WHAT YOU NEED TO DO: Copy out each line of the material below that holds the string "Option".

⁂

//! Chunked heap - grows by mapping fenced chunks, shrinks by releasing them
//!
//! Chunks are searched newest first. A chunk whose blocks have all been
//! freed is unmapped, except for the last `retain_chunks` chunks, which stay
//! mapped so an empty heap can serve the next request without a syscall.

use core::ptr::NonNull;

use alloc::vec::Vec;
use parking_lot::Mutex;

use crate::chunk_list::{ChunkId, ChunkList};
use crate::config::{HeapConfig, PlacementPolicy};
use crate::error::{AllocError, ConfigError, FreeError, HeapResult};
use crate::fixed::expect_counter;
use crate::provider::{DefaultProvider, PageProvider};
use crate::span::{block_size_for, BlockInfo, Candidate, Span, FENCE_SIZE};
use crate::stats::HeapStats;
use crate::Allocator;

#[derive(Default)]
struct ChunkedState {
    chunks: ChunkList<Span>,
    stats: HeapStats,
}

/// Heap that maps chunks on demand
pub struct ChunkedHeap<P: PageProvider = DefaultProvider> {
    provider: P,
    config: HeapConfig,
    state: Mutex<ChunkedState>,
}

impl ChunkedHeap<DefaultProvider> {
    /// Create a heap with the default configuration
    pub fn new() -> Self {
        Self {
            provider: DefaultProvider::default(),
            config: HeapConfig::default(),
            state: Mutex::new(ChunkedState::default()),
        }
    }
}

impl Default for ChunkedHeap<DefaultProvider> {
    fn default() -> Self {
        Self::new()
    }
}

impl<P: PageProvider> ChunkedHeap<P> {
    /// Create with a specific configuration and page provider.
    ///
    /// Nothing is mapped until the first allocation.
    pub fn with_config(config: HeapConfig, provider: P) -> Result<Self, ConfigError> {
        config.validate_chunked()?;
        Ok(Self {
            provider,
            config,
            state: Mutex::new(ChunkedState::default()),
        })
    }

    pub fn config(&self) -> &HeapConfig {
        &self.config
    }

    pub fn provider(&self) -> &P {
        &self.provider
    }

    /// Map a chunk large enough for a `needed`-byte block and link it first
    fn grow(&self, state: &mut ChunkedState, needed: usize) -> Result<ChunkId, AllocError> {
        let request = needed
            .checked_add(2 * FENCE_SIZE)
            .ok_or(AllocError::TooLarge(needed))?
            .max(self.config.chunk_size);

        let region = self.provider.map(request)?;
        let granularity = self.config.granularity;
        let id = state
            .chunks
            .push_front_with(|id| Span::fenced(region, id.index(), granularity));

        let usable = state.chunks.get(id).map_or(0, Span::capacity);
        state.stats.record_chunk_mapped(usable);

        log::debug!(
            "Mapped chunk {:?}: {} usable bytes, {} chunks live",
            id,
            usable,
            state.chunks.len()
        );
        Ok(id)
    }

    /// Pick a free block across all chunks in list order
    fn search(&self, chunks: &ChunkList<Span>, needed: usize) -> Option<(ChunkId, Candidate)> {
        let policy = self.config.policy;
        let mut best: Option<(ChunkId, Candidate)> = None;

        for (id, span) in chunks.iter() {
            let Some(candidate) = span.find(needed, policy) else {
                continue;
            };
            match policy {
                PlacementPolicy::FirstFit => return Some((id, candidate)),
                PlacementPolicy::BestFit => {
                    if best.map_or(true, |(_, b)| candidate.size < b.size) {
                        best = Some((id, candidate));
                    }
                }
            }
        }

        best
    }

    /// Allocate, reporting why a request failed
    pub fn try_allocate(&self, size: usize) -> Result<NonNull<u8>, AllocError> {
        let mut guard = self.state.lock();
        let state = &mut *guard;

        let needed = block_size_for(size, self.config.granularity)?;
        let (id, candidate) = match self.search(&state.chunks, needed) {
            Some(hit) => hit,
            None => {
                let id = self.grow(state, needed)?;
                let span = state.chunks.get(id).ok_or(AllocError::Exhausted { needed })?;
                let candidate = span
                    .find(needed, self.config.policy)
                    .ok_or(AllocError::Exhausted { needed })?;
                (id, candidate)
            }
        };

        let span = state.chunks.get(id).ok_or(AllocError::Exhausted { needed })?;
        let taken = span.take(candidate.offset, needed);
        state.stats.record_alloc(taken.size, taken.split);

        let ptr = span.data_ptr(candidate.offset);
        log::trace!("alloc {} -> {:p} in {:?} ({} bytes taken)", size, ptr, id, taken.size);
        Ok(ptr)
    }

    /// Free, reporting why a pointer was rejected
    pub fn try_deallocate(&self, ptr: *mut u8) -> Result<(), FreeError> {
        if ptr.is_null() {
            return Err(FreeError::Null);
        }

        let mut guard = self.state.lock();
        let state = &mut *guard;

        let (id, span) = state
            .chunks
            .find(|span| span.contains(ptr))
            .ok_or(FreeError::Foreign(ptr as usize))?;
        let offset = span.header_for(ptr)?;

        let released = span.release(offset);
        state.stats.record_free(released.size, released.merges);
        log::trace!(
            "free {:p} in {:?} ({} bytes, {} merges)",
            ptr,
            id,
            released.size,
            released.merges
        );

        if span.is_whole(released.block) && state.chunks.len() > self.config.retain_chunks {
            if let Some(span) = state.chunks.unlink(id) {
                state.stats.record_chunk_released(span.capacity());
                log::debug!(
                    "Releasing empty chunk {:?}: {} bytes, {} chunks left",
                    id,
                    span.region().len(),
                    state.chunks.len()
                );
                // Safety: the region came from this provider and holds no live blocks
                unsafe { self.provider.unmap(span.into_region()) };
            }
        }

        Ok(())
    }

    /// Snapshot every block, chunk by chunk in list order
    pub fn blocks(&self) -> Vec<BlockInfo> {
        let state = self.state.lock();
        state
            .chunks
            .iter()
            .flat_map(|(_, span)| span.walk())
            .collect()
    }

    /// Usable capacity of each chunk in list order
    pub fn chunk_capacities(&self) -> Vec<usize> {
        let state = self.state.lock();
        state.chunks.iter().map(|(_, span)| span.capacity()).collect()
    }

    /// Verify every chunk's layout and that the counters agree with it
    pub fn check(&self) -> HeapResult<()> {
        let state = self.state.lock();

        let mut used = 0;
        let mut free = 0;
        let mut blocks = 0;
        for (_, span) in state.chunks.iter() {
            let summary = span.check()?;
            used += summary.used_bytes;
            free += summary.free_bytes;
            blocks += summary.used_blocks + summary.free_blocks;
        }

        expect_counter("allocated_bytes", used, state.stats.allocated_bytes)?;
        expect_counter("free_bytes", free, state.stats.free_bytes)?;
        expect_counter("block_count", blocks, state.stats.block_count)?;
        expect_counter("chunk_count", state.chunks.len(), state.stats.chunk_count)?;
        Ok(())
    }

    fn release_all(&self, state: &mut ChunkedState) {
        while let Some(span) = state.chunks.pop_front() {
            // Safety: the region came from this provider; the heap is being torn down
            unsafe { self.provider.unmap(span.into_region()) };
        }
        state.stats = HeapStats::default();
    }
}

impl<P: PageProvider> Allocator for ChunkedHeap<P> {
    fn allocate(&self, size: usize) -> Option<NonNull<u8>> {
        match self.try_allocate(size) {
            Ok(ptr) => Some(ptr),
            Err(e) => {
                log::debug!("alloc {} failed: {}", size, e);
                None
            }
        }
    }

    fn deallocate(&self, ptr: *mut u8) {
        match self.try_deallocate(ptr) {
            Ok(()) | Err(FreeError::Null) => {}
            Err(e) => log::warn!("Ignoring free: {}", e),
        }
    }

    fn usable_size(&self, ptr: *const u8) -> Option<usize> {
        let state = self.state.lock();
        let (_, span) = state.chunks.find(|span| span.contains(ptr))?;
        span.usable_size(ptr)
    }

    fn stats(&self) -> HeapStats {
        self.state.lock().stats
    }

    /// Unmap every chunk; the next allocation maps a fresh one
    fn reset(&mut self) {
        let mut state = core::mem::take(self.state.get_mut());
        self.release_all(&mut state);
    }
}

impl<P: PageProvider> Drop for ChunkedHeap<P> {
    fn drop(&mut self) {
        let mut state = core::mem::take(self.state.get_mut());
        self.release_all(&mut state);
    }
}

#[cfg(test)]
mod tests {
    use super::*;
    use crate::block::{BLOCK_MAGIC, BLOCK_OVERHEAD};
    use crate::provider::{Budgeted, SystemProvider};

    const PAGE: usize = 4096;

    fn heap(budget: usize) -> ChunkedHeap<Budgeted<SystemProvider>> {
        ChunkedHeap::with_config(
            HeapConfig::chunked(PAGE),
            Budgeted::new(SystemProvider::with_page_size(PAGE), budget),
        )
        .unwrap()
    }

    #[test]
    fn test_lazy_first_chunk() {
        let heap = heap(16 * PAGE);
        assert_eq!(heap.stats().chunk_count, 0);
        assert_eq!(heap.provider().live_regions(), 0);

        let ptr = heap.allocate(100).unwrap();
        assert_eq!(ptr.as_ptr() as usize % 16, 0);

        let stats = heap.stats();
        assert_eq!(stats.chunk_count, 1);
        assert_eq!(stats.block_count, 2);
        assert_eq!(stats.capacity(), PAGE - 2 * FENCE_SIZE);
        heap.check().unwrap();
    }

    #[test]
    fn test_last_chunk_is_retained() {
        let heap = heap(16 * PAGE);
        let ptr = heap.allocate(100).unwrap();
        heap.deallocate(ptr.as_ptr());

        let stats = heap.stats();
        assert_eq!(stats.chunk_count, 1);
        assert_eq!(stats.block_count, 1);
        assert_eq!(stats.allocated_bytes, 0);
        assert_eq!(heap.provider().live_regions(), 1);
    }

    #[test]
    fn test_oversized_request_gets_own_chunk() {
        let heap = heap(16 * PAGE);
        let ptr = heap.allocate(3 * PAGE).unwrap();

        assert!(heap.usable_size(ptr.as_ptr()).unwrap() >= 3 * PAGE);
        assert_eq!(heap.chunk_capacities(), [4 * PAGE - 2 * FENCE_SIZE]);
        heap.check().unwrap();
    }

    #[test]
    fn test_map_failure_returns_none() {
        let heap = heap(PAGE);
        heap.allocate(100).unwrap();

        assert!(heap.allocate(2 * PAGE).is_none());
        assert!(matches!(heap.try_allocate(2 * PAGE), Err(AllocError::Map(_))));
        assert_eq!(heap.stats().chunk_count, 1);
        heap.check().unwrap();
    }

    #[test]
    fn test_foreign_pointer_rejected() {
        let mine = heap(16 * PAGE);
        let other = heap(16 * PAGE);
        let _ = mine.allocate(8).unwrap();
        let theirs = other.allocate(8).unwrap();

        assert!(matches!(mine.try_deallocate(theirs.as_ptr()), Err(FreeError::Foreign(_))));
        assert_eq!(mine.usable_size(theirs.as_ptr()), None);
        assert_eq!(other.usable_size(theirs.as_ptr()), Some(16));
    }

    #[test]
    fn test_fences_are_not_freeable() {
        let heap = heap(16 * PAGE);
        let ptr = heap.allocate(8).unwrap();

        // data pointer of the left fence sits one block before ours
        let fence_data = unsafe { ptr.as_ptr().sub(BLOCK_OVERHEAD) };
        assert!(matches!(heap.try_deallocate(fence_data), Err(FreeError::BadTag(_))));
        heap.check().unwrap();
    }

    #[test]
    fn test_forged_interior_header_is_ignored() {
        let heap = heap(16 * PAGE);
        let ptr = heap.allocate(256).unwrap();
        let parent = heap.blocks()[0].parent;

        // user data shaped like a header of this chunk with an absurd size
        unsafe {
            let forged = ptr.as_ptr().add(32);
            forged.cast::<u64>().write_unaligned(0xFFFF_FFFF_FFFF_FFF0u64.to_le());
            forged.add(8).cast::<u32>().write_unaligned(BLOCK_MAGIC.to_le());
            forged.add(12).cast::<u32>().write_unaligned(parent.to_le());
        }
        let before = heap.stats();
        let interior = unsafe { ptr.as_ptr().add(48) };

        assert!(matches!(heap.try_deallocate(interior), Err(FreeError::BadTag(_))));
        heap.deallocate(interior);
        assert_eq!(heap.usable_size(interior), None);
        assert_eq!(heap.stats(), before);
        heap.check().unwrap();

        heap.deallocate(ptr.as_ptr());
        assert_eq!(heap.stats().allocated_bytes, 0);
    }

    #[test]
    fn test_reset_unmaps_everything() {
        let mut heap = heap(16 * PAGE);
        heap.allocate(PAGE).unwrap();
        heap.allocate(PAGE).unwrap();
        heap.allocate(PAGE).unwrap();
        assert!(heap.provider().live_regions() > 1);

        heap.reset();
        assert_eq!(heap.provider().live_regions(), 0);
        assert_eq!(heap.stats(), HeapStats::default());

        heap.allocate(10).unwrap();
        assert_eq!(heap.stats().chunk_count, 1);
    }
}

⁂

RESPONSE TO THE EXERCISE:
    fn search(&self, chunks: &ChunkList<Span>, needed: usize) -> Option<(ChunkId, Candidate)> {
        let mut best: Option<(ChunkId, Candidate)> = None;
    fn allocate(&self, size: usize) -> Option<NonNull<u8>> {
    fn usable_size(&self, ptr: *const u8) -> Option<usize> {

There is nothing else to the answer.